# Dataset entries
=== Section Start ===

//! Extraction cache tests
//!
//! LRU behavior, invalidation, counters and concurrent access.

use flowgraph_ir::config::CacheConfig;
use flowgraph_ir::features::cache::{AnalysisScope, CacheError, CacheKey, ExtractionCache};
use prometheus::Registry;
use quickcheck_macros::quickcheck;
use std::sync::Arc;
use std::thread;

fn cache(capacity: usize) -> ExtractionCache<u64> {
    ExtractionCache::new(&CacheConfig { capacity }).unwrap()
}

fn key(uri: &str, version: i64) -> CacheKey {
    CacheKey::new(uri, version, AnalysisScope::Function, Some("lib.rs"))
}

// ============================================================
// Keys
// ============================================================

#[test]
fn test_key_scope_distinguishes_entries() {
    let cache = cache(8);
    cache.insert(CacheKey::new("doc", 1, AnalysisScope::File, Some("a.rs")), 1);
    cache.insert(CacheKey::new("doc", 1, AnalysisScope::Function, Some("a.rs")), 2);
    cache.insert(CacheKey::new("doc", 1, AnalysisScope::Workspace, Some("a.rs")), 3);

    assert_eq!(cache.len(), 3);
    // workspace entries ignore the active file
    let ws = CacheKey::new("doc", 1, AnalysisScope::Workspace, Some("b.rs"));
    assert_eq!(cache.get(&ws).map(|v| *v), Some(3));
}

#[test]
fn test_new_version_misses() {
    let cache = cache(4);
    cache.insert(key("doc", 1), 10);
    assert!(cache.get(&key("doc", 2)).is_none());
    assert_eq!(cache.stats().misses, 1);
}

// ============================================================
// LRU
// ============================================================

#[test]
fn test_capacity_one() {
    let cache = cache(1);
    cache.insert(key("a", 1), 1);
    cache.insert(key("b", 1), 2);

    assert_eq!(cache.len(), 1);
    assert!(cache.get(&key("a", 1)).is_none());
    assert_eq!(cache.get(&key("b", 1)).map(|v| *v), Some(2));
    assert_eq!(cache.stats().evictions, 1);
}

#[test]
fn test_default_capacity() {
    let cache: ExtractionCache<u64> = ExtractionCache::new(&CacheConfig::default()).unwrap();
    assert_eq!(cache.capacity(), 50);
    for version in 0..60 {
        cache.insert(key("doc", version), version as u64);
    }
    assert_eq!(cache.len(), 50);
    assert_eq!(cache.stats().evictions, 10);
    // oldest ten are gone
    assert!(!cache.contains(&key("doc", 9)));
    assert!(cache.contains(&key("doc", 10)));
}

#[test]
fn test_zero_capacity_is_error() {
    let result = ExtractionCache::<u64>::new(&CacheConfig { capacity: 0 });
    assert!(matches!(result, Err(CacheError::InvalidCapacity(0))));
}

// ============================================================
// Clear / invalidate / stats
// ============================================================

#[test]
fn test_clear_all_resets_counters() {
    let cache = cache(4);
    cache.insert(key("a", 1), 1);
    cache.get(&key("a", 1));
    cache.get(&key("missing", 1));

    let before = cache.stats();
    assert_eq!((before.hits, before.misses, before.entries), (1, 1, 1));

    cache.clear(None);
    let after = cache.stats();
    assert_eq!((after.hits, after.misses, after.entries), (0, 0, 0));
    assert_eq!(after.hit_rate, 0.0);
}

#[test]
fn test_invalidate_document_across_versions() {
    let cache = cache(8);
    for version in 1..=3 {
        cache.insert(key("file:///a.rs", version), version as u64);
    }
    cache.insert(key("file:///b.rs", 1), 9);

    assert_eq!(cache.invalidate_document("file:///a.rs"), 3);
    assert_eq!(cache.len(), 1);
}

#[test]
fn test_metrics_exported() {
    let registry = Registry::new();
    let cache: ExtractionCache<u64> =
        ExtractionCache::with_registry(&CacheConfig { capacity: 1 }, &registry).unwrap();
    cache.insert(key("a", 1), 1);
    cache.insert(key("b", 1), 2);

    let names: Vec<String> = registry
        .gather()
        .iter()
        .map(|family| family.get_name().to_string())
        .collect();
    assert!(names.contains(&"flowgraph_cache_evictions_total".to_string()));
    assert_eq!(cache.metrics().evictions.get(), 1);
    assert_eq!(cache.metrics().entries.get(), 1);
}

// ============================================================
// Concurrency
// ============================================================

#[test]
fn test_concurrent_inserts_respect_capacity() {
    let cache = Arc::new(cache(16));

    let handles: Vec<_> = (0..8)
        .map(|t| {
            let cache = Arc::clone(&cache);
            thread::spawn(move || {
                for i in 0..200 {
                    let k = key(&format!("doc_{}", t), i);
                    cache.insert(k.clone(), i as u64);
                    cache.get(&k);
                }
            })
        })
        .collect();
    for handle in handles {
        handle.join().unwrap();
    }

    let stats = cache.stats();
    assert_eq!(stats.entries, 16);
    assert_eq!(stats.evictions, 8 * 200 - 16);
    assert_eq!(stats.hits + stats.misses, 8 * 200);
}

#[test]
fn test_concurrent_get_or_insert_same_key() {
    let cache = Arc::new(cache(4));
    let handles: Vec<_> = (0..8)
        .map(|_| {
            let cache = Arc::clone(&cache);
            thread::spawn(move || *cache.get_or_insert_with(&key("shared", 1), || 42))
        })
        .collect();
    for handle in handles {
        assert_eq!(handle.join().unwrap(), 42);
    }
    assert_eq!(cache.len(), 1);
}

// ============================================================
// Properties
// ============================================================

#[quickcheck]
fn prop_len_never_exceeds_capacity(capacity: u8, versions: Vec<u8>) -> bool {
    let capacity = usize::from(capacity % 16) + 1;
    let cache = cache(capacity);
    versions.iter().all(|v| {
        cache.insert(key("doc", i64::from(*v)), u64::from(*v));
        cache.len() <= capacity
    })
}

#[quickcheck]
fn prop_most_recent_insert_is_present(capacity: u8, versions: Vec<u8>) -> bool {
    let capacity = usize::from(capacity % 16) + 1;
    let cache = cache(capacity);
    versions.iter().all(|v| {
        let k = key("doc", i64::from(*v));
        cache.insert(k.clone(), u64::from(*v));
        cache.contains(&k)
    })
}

=== Section End ===

Using the records, find how many lines include the string "CacheError" and report that number alone.

# Response area
2